I've spent my whole life in New England and here I am on the southwestern coast of Florida, in a tiny town called Osprey, north of Venice and just south of Sarasota and Tampa.
In retrospect, while challenging, the operational part was easiest, maybe because it was just about getting things done. We bought first, then sold, then packed, drove south (twice), solved endless problems.
The harder part is the internal transition - the sadness of leaving, the limbo of the in-between time, and worst, the disorientation that has come with arrival.
In business we tend to focus mostly on the operational parts of change, but it's the emotions of transitioning to whatever is new - a new job, a process, a software, or a new team - that often get the least attention and cause problems.
My husband and I hadn't planned on moving south.
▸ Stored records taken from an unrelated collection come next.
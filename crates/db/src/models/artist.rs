//! Artist entity model and DTOs.

use booker_core::types::{DbId, Timestamp};
use serde::{Deserialize, Serialize};
use sqlx::FromRow;

/// A row from the `artists` table.
///
/// Also the decode target for rows returned by the hosted REST store, so a
/// malformed row fails to deserialize instead of leaking through untyped.
#[derive(Debug, Clone, PartialEq, Eq, FromRow, Serialize, Deserialize)]
pub struct Artist {
    pub id: DbId,
    pub spotify_id: String,
    pub name: String,
    pub spotify_url: String,
    pub image_url: Option<String>,
    #[serde(default)]
    pub genres: Vec<String>,
    pub created_at: Timestamp,
    pub updated_at: Timestamp,
}

/// DTO for creating a new artist.
#[derive(Debug, Clone, Deserialize)]
pub struct CreateArtist {
    pub spotify_id: String,
    pub name: String,
    pub spotify_url: String,
    #[serde(default)]
    pub image_url: Option<String>,
    /// Omitted and `null` both mean no genres.
    #[serde(default)]
    pub genres: Option<Vec<String>>,
}

impl CreateArtist {
    /// Genre labels to store, empty when none were supplied.
    pub fn genres(&self) -> &[String] {
        self.genres.as_deref().unwrap_or_default()
    }
}
//! Hosted REST [`ArtistStore`] speaking the PostgREST dialect (Supabase).
//!
//! Every request carries the project key in both the `apikey` and
//! `Authorization: Bearer` headers. Rows are decoded into [`Artist`] with
//! `serde_json`; a row that does not match the schema is a
//! [`StoreError::Decode`].

use std::time::Duration;

use async_trait::async_trait;
use booker_core::types::DbId;
use reqwest::header::{HeaderMap, HeaderValue, AUTHORIZATION};
use reqwest::{Response, StatusCode};
use serde::Serialize;

use crate::error::StoreError;
use crate::models::artist::{Artist, CreateArtist};
use crate::store::ArtistStore;

/// Table exposed by the REST endpoint.
const TABLE: &str = "artists";

/// HTTP request timeout for a single store call.
const REQUEST_TIMEOUT: Duration = Duration::from_secs(10);

/// Insert payload; `genres` is always an array so the NOT NULL column holds.
#[derive(Debug, Serialize)]
struct InsertRow<'a> {
    spotify_id: &'a str,
    name: &'a str,
    spotify_url: &'a str,
    image_url: Option<&'a str>,
    genres: &'a [String],
}

impl<'a> From<&'a CreateArtist> for InsertRow<'a> {
    fn from(input: &'a CreateArtist) -> Self {
        Self {
            spotify_id: &input.spotify_id,
            name: &input.name,
            spotify_url: &input.spotify_url,
            image_url: input.image_url.as_deref(),
            genres: input.genres(),
        }
    }
}

/// HTTP client for the hosted `artists` table.
#[derive(Debug)]
pub struct RestArtistStore {
    client: reqwest::Client,
    table_url: String,
}

impl RestArtistStore {
    /// Create a client for the project at `base_url` authenticated by `key`.
    ///
    /// * `base_url` - Project URL, e.g. `https://xyz.supabase.co`.
    pub fn new(base_url: &str, key: &str) -> Result<Self, StoreError> {
        let mut headers = HeaderMap::new();
        let key_value = HeaderValue::from_str(key)
            .map_err(|_| StoreError::Config("store key is not a valid header value".into()))?;
        let bearer = HeaderValue::from_str(&format!("Bearer {key}"))
            .map_err(|_| StoreError::Config("store key is not a valid header value".into()))?;
        headers.insert("apikey", key_value);
        headers.insert(AUTHORIZATION, bearer);

        let client = reqwest::Client::builder()
            .default_headers(headers)
            .timeout(REQUEST_TIMEOUT)
            .build()?;

        Ok(Self {
            client,
            table_url: table_url(base_url),
        })
    }

    /// Run a filtered select and decode every returned row.
    async fn select(&self, query: &[(&str, String)]) -> Result<Vec<Artist>, StoreError> {
        let response = self
            .client
            .get(self.table_url.as_str())
            .query(&[("select", "*")])
            .query(query)
            .send()
            .await?;
        decode_rows(Self::check_status(response).await?).await
    }

    /// Convert a non-2xx response into [`StoreError::Api`].
    async fn check_status(response: Response) -> Result<Response, StoreError> {
        let status = response.status();
        if status.is_success() {
            return Ok(response);
        }
        let body = response.text().await.unwrap_or_default();
        Err(StoreError::Api {
            status: status.as_u16(),
            body,
        })
    }
}

#[async_trait]
impl ArtistStore for RestArtistStore {
    async fn find_by_spotify_id(&self, spotify_id: &str) -> Result<Option<Artist>, StoreError> {
        let rows = self
            .select(&[("spotify_id", eq_filter(spotify_id)), ("limit", "1".into())])
            .await?;
        Ok(rows.into_iter().next())
    }

    async fn find_by_id(&self, id: DbId) -> Result<Option<Artist>, StoreError> {
        let rows = self
            .select(&[("id", eq_filter(&id.to_string())), ("limit", "1".into())])
            .await?;
        Ok(rows.into_iter().next())
    }

    async fn insert(&self, input: &CreateArtist) -> Result<Option<Artist>, StoreError> {
        if self.find_by_spotify_id(&input.spotify_id).await?.is_some() {
            return Err(StoreError::Conflict {
                spotify_id: input.spotify_id.clone(),
            });
        }

        let response = self
            .client
            .post(self.table_url.as_str())
            .header("Prefer", "return=representation")
            .json(&InsertRow::from(input))
            .send()
            .await?;

        if response.status() == StatusCode::CONFLICT {
            return Err(StoreError::Conflict {
                spotify_id: input.spotify_id.clone(),
            });
        }

        let rows = decode_rows(Self::check_status(response).await?).await?;
        Ok(rows.into_iter().next())
    }

    async fn list(&self, offset: i64, limit: i64) -> Result<Vec<Artist>, StoreError> {
        if limit <= 0 {
            return Ok(Vec::new());
        }
        self.select(&[
            ("order", "created_at.asc,id.asc".into()),
            ("offset", offset.max(0).to_string()),
            ("limit", limit.to_string()),
        ])
        .await
    }

    async fn ping(&self) -> Result<(), StoreError> {
        let response = self
            .client
            .get(self.table_url.as_str())
            .query(&[("select", "id"), ("limit", "1")])
            .send()
            .await?;
        Self::check_status(response).await?;
        Ok(())
    }

    fn backend(&self) -> &'static str {
        "rest"
    }
}

// ---------------------------------------------------------------------------
// Helpers
// ---------------------------------------------------------------------------

/// `{base}/rest/v1/artists`, tolerating a trailing slash on `base`.
fn table_url(base_url: &str) -> String {
    format!("{}/rest/v1/{TABLE}", base_url.trim_end_matches('/'))
}

/// PostgREST equality filter value.
fn eq_filter(value: &str) -> String {
    format!("eq.{value}")
}

async fn decode_rows(response: Response) -> Result<Vec<Artist>, StoreError> {
    let body = response.text().await?;
    parse_rows(&body)
}

fn parse_rows(body: &str) -> Result<Vec<Artist>, StoreError> {
    Ok(serde_json::from_str(body)?)
}

// ---------------------------------------------------------------------------
// Tests
// ---------------------------------------------------------------------------
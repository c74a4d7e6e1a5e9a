//! PostgreSQL-backed [`ArtistStore`].

use async_trait::async_trait;
use booker_core::types::DbId;

use crate::error::{classify_insert_error, StoreError};
use crate::models::artist::{Artist, CreateArtist};
use crate::repositories::ArtistRepo;
use crate::store::ArtistStore;
use crate::DbPool;

/// Adapts [`ArtistRepo`] to the [`ArtistStore`] capability.
#[derive(Clone)]
pub struct PgArtistStore {
    pool: DbPool,
}

impl PgArtistStore {
    pub fn new(pool: DbPool) -> Self {
        Self { pool }
    }
}

#[async_trait]
impl ArtistStore for PgArtistStore {
    async fn find_by_spotify_id(&self, spotify_id: &str) -> Result<Option<Artist>, StoreError> {
        Ok(ArtistRepo::find_by_spotify_id(&self.pool, spotify_id).await?)
    }

    async fn find_by_id(&self, id: DbId) -> Result<Option<Artist>, StoreError> {
        Ok(ArtistRepo::find_by_id(&self.pool, id).await?)
    }

    async fn insert(&self, input: &CreateArtist) -> Result<Option<Artist>, StoreError> {
        if ArtistRepo::find_by_spotify_id(&self.pool, &input.spotify_id)
            .await?
            .is_some()
        {
            return Err(StoreError::Conflict {
                spotify_id: input.spotify_id.clone(),
            });
        }
        ArtistRepo::create(&self.pool, input)
            .await
            .map_err(|e| classify_insert_error(e, &input.spotify_id))
    }

    async fn list(&self, offset: i64, limit: i64) -> Result<Vec<Artist>, StoreError> {
        if limit <= 0 {
            return Ok(Vec::new());
        }
        Ok(ArtistRepo::list(&self.pool, offset.max(0), limit).await?)
    }

    async fn ping(&self) -> Result<(), StoreError> {
        Ok(crate::health_check(&self.pool).await?)
    }

    async fn close(&self) {
        self.pool.close().await;
    }

    fn backend(&self) -> &'static str {
        "postgres"
    }
}
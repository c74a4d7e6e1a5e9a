//! Repository for the `artists` table.

use booker_core::types::DbId;
use sqlx::PgPool;

use crate::models::artist::{Artist, CreateArtist};

/// Column list shared across queries to avoid repetition.
const COLUMNS: &str =
    "id, spotify_id, name, spotify_url, image_url, genres, created_at, updated_at";

/// Provides CRUD operations for artists.
pub struct ArtistRepo;

impl ArtistRepo {
    /// Insert a new artist, returning the created row.
    ///
    /// Does not check for an existing `spotify_id`; a duplicate surfaces as a
    /// unique violation on `uq_artists_spotify_id`.
    pub async fn create(pool: &PgPool, input: &CreateArtist) -> Result<Option<Artist>, sqlx::Error> {
        let query = format!(
            "INSERT INTO artists (spotify_id, name, spotify_url, image_url, genres)
             VALUES ($1, $2, $3, $4, $5)
             RETURNING {COLUMNS}"
        );
        sqlx::query_as::<_, Artist>(&query)
            .bind(&input.spotify_id)
            .bind(&input.name)
            .bind(&input.spotify_url)
            .bind(&input.image_url)
            .bind(input.genres())
            .fetch_optional(pool)
            .await
    }

    /// Find an artist by its internal ID.
    pub async fn find_by_id(pool: &PgPool, id: DbId) -> Result<Option<Artist>, sqlx::Error> {
        let query = format!("SELECT {COLUMNS} FROM artists WHERE id = $1");
        sqlx::query_as::<_, Artist>(&query)
            .bind(id)
            .fetch_optional(pool)
            .await
    }

    /// Find an artist by its external platform identifier.
    pub async fn find_by_spotify_id(
        pool: &PgPool,
        spotify_id: &str,
    ) -> Result<Option<Artist>, sqlx::Error> {
        let query = format!("SELECT {COLUMNS} FROM artists WHERE spotify_id = $1");
        sqlx::query_as::<_, Artist>(&query)
            .bind(spotify_id)
            .fetch_optional(pool)
            .await
    }

    /// List artists in insertion order, skipping `offset` rows.
    pub async fn list(pool: &PgPool, offset: i64, limit: i64) -> Result<Vec<Artist>, sqlx::Error> {
        let query = format!(
            "SELECT {COLUMNS} FROM artists ORDER BY created_at ASC, id ASC LIMIT $1 OFFSET $2"
        );
        sqlx::query_as::<_, Artist>(&query)
            .bind(limit)
            .bind(offset)
            .fetch_all(pool)
            .await
    }
}
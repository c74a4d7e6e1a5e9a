//! Offset/limit clamping for list endpoints.

/// Page size used when the caller does not pass `limit`.
pub const DEFAULT_LIMIT: i64 = 100;

/// Largest page a single list call may return.
pub const MAX_LIMIT: i64 = 1_000;

/// Clamp a user-provided limit into `0..=max`, defaulting when absent.
///
/// A limit of zero is allowed and yields an empty page.
pub fn clamp_limit(limit: Option<i64>, default: i64, max: i64) -> i64 {
    limit.unwrap_or(default).clamp(0, max)
}

/// Clamp a user-provided offset to non-negative.
pub fn clamp_offset(offset: Option<i64>) -> i64 {
    offset.unwrap_or(0).max(0)
}
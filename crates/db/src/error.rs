//! Persistence gateway errors.

/// Errors surfaced by an [`ArtistStore`](crate::store::ArtistStore) backend.
#[derive(Debug, thiserror::Error)]
pub enum StoreError {
    /// An artist with this external identifier is already stored.
    #[error("Artist with spotify_id {spotify_id} already exists")]
    Conflict { spotify_id: String },

    /// A PostgreSQL error from sqlx.
    #[error("Database error: {0}")]
    Database(#[from] sqlx::Error),

    /// Applying embedded migrations failed.
    #[error("Migration error: {0}")]
    Migrate(#[from] sqlx::migrate::MigrateError),

    /// The HTTP request to the hosted store failed (network, DNS, TLS, etc.).
    #[error("HTTP request failed: {0}")]
    Request(#[from] reqwest::Error),

    /// The hosted store returned a non-2xx status code.
    #[error("Store API error ({status}): {body}")]
    Api {
        /// HTTP status code.
        status: u16,
        /// Raw response body for debugging.
        body: String,
    },

    /// A row returned by the store did not match the `Artist` schema.
    #[error("Failed to decode store row: {0}")]
    Decode(#[from] serde_json::Error),

    /// The store could not be constructed from the given configuration.
    #[error("Invalid store configuration: {0}")]
    Config(String),
}

/// PostgreSQL unique constraint guarding `artists.spotify_id`.
pub const SPOTIFY_ID_CONSTRAINT: &str = "uq_artists_spotify_id";

/// Map a unique-violation on `uq_artists_spotify_id` to [`StoreError::Conflict`].
///
/// Two concurrent creates can both pass the existence check; the constraint
/// catches the loser.
pub fn classify_insert_error(err: sqlx::Error, spotify_id: &str) -> StoreError {
    if let sqlx::Error::Database(db_err) = &err {
        // PostgreSQL unique constraint violation: error code 23505
        if db_err.code().as_deref() == Some("23505")
            && db_err.constraint() == Some(SPOTIFY_ID_CONSTRAINT)
        {
            return StoreError::Conflict {
                spotify_id: spotify_id.to_string(),
            };
        }
    }
    StoreError::Database(err)
}
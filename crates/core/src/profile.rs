//! Artist profile lookup.
//!
//! A [`ProfileSource`] turns an external identifier into display metadata
//! (name, image, genres). Callers receive `None` when no profile could be
//! produced; implementations log their own failures instead of returning
//! errors, so swapping the stub for a live provider does not change callers.

use std::str::FromStr;
use std::sync::Arc;

use serde::Serialize;

use crate::error::CoreError;

// ---------------------------------------------------------------------------
// Types
// ---------------------------------------------------------------------------

/// Display attributes describing an artist, as returned by a profile source.
#[derive(Debug, Clone, PartialEq, Eq, Serialize)]
pub struct ArtistProfile {
    pub spotify_id: String,
    pub name: String,
    pub image_url: Option<String>,
    pub genres: Vec<String>,
}

/// A profile plus whether an artist with the same identifier is already
/// stored. Never persisted.
#[derive(Debug, Clone, PartialEq, Eq, Serialize)]
pub struct ArtistPreview {
    pub spotify_id: String,
    pub name: String,
    pub image_url: Option<String>,
    pub genres: Vec<String>,
    pub exists: bool,
}

impl ArtistPreview {
    /// Stamp the caller-computed existence flag onto a fetched profile.
    pub fn from_profile(profile: ArtistProfile, exists: bool) -> Self {
        Self {
            spotify_id: profile.spotify_id,
            name: profile.name,
            image_url: profile.image_url,
            genres: profile.genres,
            exists,
        }
    }
}

// ---------------------------------------------------------------------------
// ProfileSource
// ---------------------------------------------------------------------------

/// Capability for looking up artist profiles by external identifier.
#[async_trait::async_trait]
pub trait ProfileSource: Send + Sync {
    /// Fetch the profile for `spotify_id`, or `None` if it cannot be produced.
    async fn fetch_profile(&self, spotify_id: &str) -> Option<ArtistProfile>;

    /// Short name used in logs.
    fn name(&self) -> &'static str;
}

/// Which [`ProfileSource`] implementation to construct.
#[derive(Debug, Clone, Copy, PartialEq, Eq, Default)]
pub enum ProfileSourceKind {
    /// Deterministic placeholder data, no network access.
    #[default]
    Stub,
}

impl FromStr for ProfileSourceKind {
    type Err = CoreError;

    fn from_str(s: &str) -> Result<Self, Self::Err> {
        match s.trim().to_ascii_lowercase().as_str() {
            "stub" => Ok(Self::Stub),
            other => Err(CoreError::Validation(format!(
                "Unknown profile source: {other}"
            ))),
        }
    }
}

/// Construct the profile source selected by configuration.
pub fn create_profile_source(kind: ProfileSourceKind) -> Arc<dyn ProfileSource> {
    match kind {
        ProfileSourceKind::Stub => Arc::new(StubProfileSource::new()),
    }
}

// ---------------------------------------------------------------------------
// Stub implementation
// ---------------------------------------------------------------------------

/// Placeholder image served for every stubbed profile.
pub const STUB_IMAGE_URL: &str = "https://via.placeholder.com/300x300?text=Artist";

/// Genre labels attached to every stubbed profile.
pub const STUB_GENRES: [&str; 3] = ["Pop", "Rock", "Electronic"];

/// Number of identifier characters used in the synthesized display name.
const STUB_NAME_PREFIX_CHARS: usize = 8;

/// Deterministic stand-in for the streaming platform's artist endpoint.
#[derive(Debug, Clone, Default)]
pub struct StubProfileSource;

impl StubProfileSource {
    pub fn new() -> Self {
        Self
    }

    fn synthesize(spotify_id: &str) -> ArtistProfile {
        let prefix: String = spotify_id.chars().take(STUB_NAME_PREFIX_CHARS).collect();
        ArtistProfile {
            spotify_id: spotify_id.to_string(),
            name: format!("Artist {prefix}"),
            image_url: Some(STUB_IMAGE_URL.to_string()),
            genres: STUB_GENRES.iter().map(|g| g.to_string()).collect(),
        }
    }
}

#[async_trait::async_trait]
impl ProfileSource for StubProfileSource {
    async fn fetch_profile(&self, spotify_id: &str) -> Option<ArtistProfile> {
        tracing::debug!(spotify_id, "Synthesizing stub artist profile");
        Some(Self::synthesize(spotify_id))
    }

    fn name(&self) -> &'static str {
        "stub"
    }
}

// ---------------------------------------------------------------------------
// Tests
// ---------------------------------------------------------------------------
Escaping last year's miserable winter for a couple months in Florida opened our eyes to the benefits of warmth for my husband's Parkinson's Disease symptoms. We saw a problem, we saw a solution, we moved into action.
CELEBRATE LOSS:
Leaving was well marked and celebrated. We knew it would be sad and we took time to acknowledge the loss - something I now recommend as part of a business change process. Could you have a good-bye party for that software you'll no longer use, or the project team that is being dismantled?
EXPECT PROBLEMS AND DELAYS:
Unfortunately the physical stress of packing and moving sent my husband to the ER twice and the "move-in-ready" house we bought turned out to have extensive water damage and mold. Just thirty minutes celebrating with champagne in our lanai and our eyes were watering and throats burning. We ended up in a tiny mobile home with our furniture in storage, while rushing decisions for renovations.
But how often does a planned business change not go smoothly and an interim fix is required?
NORMALIZE DISCOMFORT AND EXHAUSTION:
Limbo is uncomfortable! Neither here nor there, the emotional energy to manage unreasonable and unsatisfied expectations takes a lot out of you. We spent a lot of time solving problems, and the rest of the time complaining.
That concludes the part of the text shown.